Grinning skulls, jangling skeletons… candies, cakes, and other sweets… Halloween is almost upon us, and so too is the festival known in Mexico as ‘Día de los Muertos’ or more simply ‘Día de Muertos’.  They are just two days apart: this year, Halloween falls on a Monday (Oct.31) and el Día de los Muertos –  often rendered in  English as ‘the (Mexican) Day of the Dead’ – on Wednesday (Nov.2).  Surely these are two near-identical cultural equivalents! Surely they ‘translate‘ clearly and correctly one to the other!


But do they really? Just as the Spanish word ‘amigo’ (or ‘amiga’) and English ‘friend’ may be side-by-side in bilingual dictionaries, yet tend to mean quite different things to the people using them – and the same can be said for familia/family, fiesta/party, and countless other culturally significant word pairs – so Halloween and Día de los Muertos share some key symbols and the time of year but are radically different phenomena.

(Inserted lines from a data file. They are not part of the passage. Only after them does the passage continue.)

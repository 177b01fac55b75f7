use std::io;
use std::path::{Path, PathBuf};
use thiserror::Error;

/// Result type for package operations
pub type Result<T> = std::result::Result<T, PckError>;

/// Unified error type for all package operations
#[derive(Debug, Error)]
pub enum PckError {
    // Lookup errors
    #[error("Not found: {0}")]
    NotFound(String),

    // Format errors
    #[error("Invalid package format: {0}")]
    FormatInvalid(String),

    #[error("Unsupported pack format version: {0}")]
    UnsupportedFormat(u32),

    #[error("No embedded package in {0}")]
    NotEmbedded(String),

    #[error("A package is already embedded in {0}")]
    AlreadyEmbedded(String),

    // Argument errors
    #[error("Source and destination are the same file: {0}")]
    SamePathConflict(String),

    #[error("Invalid version: {0}")]
    VersionInvalid(String),

    #[error("Nothing to do: {0}")]
    EmptyInput(String),

    #[error("Invalid argument: {0}")]
    InvalidArgument(String),

    #[error("Invalid configuration: {0}")]
    Config(String),

    // Filesystem errors
    #[error("File is locked or in use: {0}")]
    LockedOrInUse(String),

    #[error("I/O error: {0}")]
    Io(#[from] io::Error),

    #[error(
        "Could not restore {} from backup {}: {source}",
        .original.display(),
        .backup.display()
    )]
    RestoreFailed {
        original: PathBuf,
        backup: PathBuf,
        #[source]
        source: io::Error,
    },
}

impl PckError {
    /// Convert an error from opening a user-supplied path.
    pub fn on_open(path: &Path, err: io::Error) -> Self {
        match err.kind() {
            io::ErrorKind::NotFound => PckError::NotFound(path.display().to_string()),
            _ => PckError::Io(err),
        }
    }

    /// Convert an error raised while decoding package bytes.
    pub(crate) fn on_decode(err: io::Error) -> Self {
        match err.kind() {
            io::ErrorKind::UnexpectedEof => {
                PckError::FormatInvalid("unexpected end of data".to_string())
            }
            _ => PckError::Io(err),
        }
    }

    /// True when a failed operation may have left the user's file missing or truncated.
    pub fn is_data_loss(&self) -> bool {
        matches!(self, PckError::RestoreFailed { .. })
    }
}

impl From<toml::de::Error> for PckError {
    fn from(err: toml::de::Error) -> Self {
        PckError::Config(err.to_string())
    }
}

impl From<serde_json::Error> for PckError {
    fn from(err: serde_json::Error) -> Self {
        PckError::Io(err.into())
    }
}

#[cfg(test)]
mod tests {
    use super::*;

    #[test]
    fn test_open_error_mapping() {
        let err = PckError::on_open(
            Path::new("missing.pck"),
            io::Error::new(io::ErrorKind::NotFound, "gone"),
        );
        assert!(matches!(err, PckError::NotFound(ref p) if p == "missing.pck"));

        let err = PckError::on_open(
            Path::new("denied.pck"),
            io::Error::new(io::ErrorKind::PermissionDenied, "nope"),
        );
        assert!(matches!(err, PckError::Io(_)));
    }

    #[test]
    fn test_decode_error_mapping() {
        let err = PckError::on_decode(io::Error::new(io::ErrorKind::UnexpectedEof, "eof"));
        assert!(matches!(err, PckError::FormatInvalid(_)));
    }

    #[test]
    fn test_restore_failed_is_data_loss() {
        let err = PckError::RestoreFailed {
            original: PathBuf::from("game.exe"),
            backup: PathBuf::from("game.old.exe"),
            source: io::Error::new(io::ErrorKind::PermissionDenied, "locked"),
        };
        assert!(err.is_data_loss());
        assert!(err.to_string().contains("game.old.exe"));
        assert!(!PckError::EmptyInput("x".into()).is_data_loss());
    }
}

The (often unsuspected) differences between what many people think of as equivalent holidays is not quite what is meant by the term  ‘false friends’.  The latter term refers to words that appear to the foreign speaker to mean one thing, due to their similarity with a familiar word in her language, but that in fact mean something different.  An English speaker, on reading in Spanish that ‘Gómez sufrió repetidas injurias a manos de Pérez’, may imagine that Pérez repeatedly assaulted Gómez, causing him physical injuries; when in fact, Spanish ‘injuria’ means insults, lies, slander, and other sorts of verbal attacks.  False friends can be tricky, but ultimately are fairly easily caught and corrected by speakers with good mastery of both languages.

Not so cultural phenomena.  There the differences are more subtle, may not even be captured by the bilingual dictionary.  Most English speakers, for instance, more readily use ‘friend’ where a Spanish speaker tends to use ‘compañero’ or ‘colega’, reserving ‘amigo’ or ‘amiga’ for a closer relationship. In other words, ‘amigo/amiga’ is a harder title to earn – we can think of it as perhaps socially more ‘expensive’ – than is ‘friend’. No criticism of either culture meant here: it’s simply a cultural difference, an important one that can cause hurt and misunderstanding when not perceived by one side or the other.

What does all this mean for Halloween and the Día de los Muertos?  These two holidays, seemingly close equivalents if not downright interchangeable, map very differently onto the two cultures.  Halloween is largely about defying and even mocking death, about neutralizing its terrors by rendering them theatrical.  There is a kind of daring play involved, a dancing around the macabre.

In Mexican culture, el Día de los Muertos is something else entirely.  One celebrates, remembers, honors, one’s deceased loved ones – parents, grandparents, aunts and uncles – it’s common to hear people speak of ‘mi muertito’ or ‘mi muertita’ (my beloved dead one) for a deceased father or grandmother, spouse or sibling. Ancient, pre-Columbian and pre-Christian traditions of ancestor worship and love were intertwined, over the colonial decades and centuries that unfolded after Contact and Conquest, with the Christian calendar and rites to create something new: scholars of religious history and culture refer to ‘syncretic’ religious practices.  Thus the celebration of the Día de los Muertos came to coincide with All Souls Day, or the Commemoration of the Faithful Departed, on the Christian calendar.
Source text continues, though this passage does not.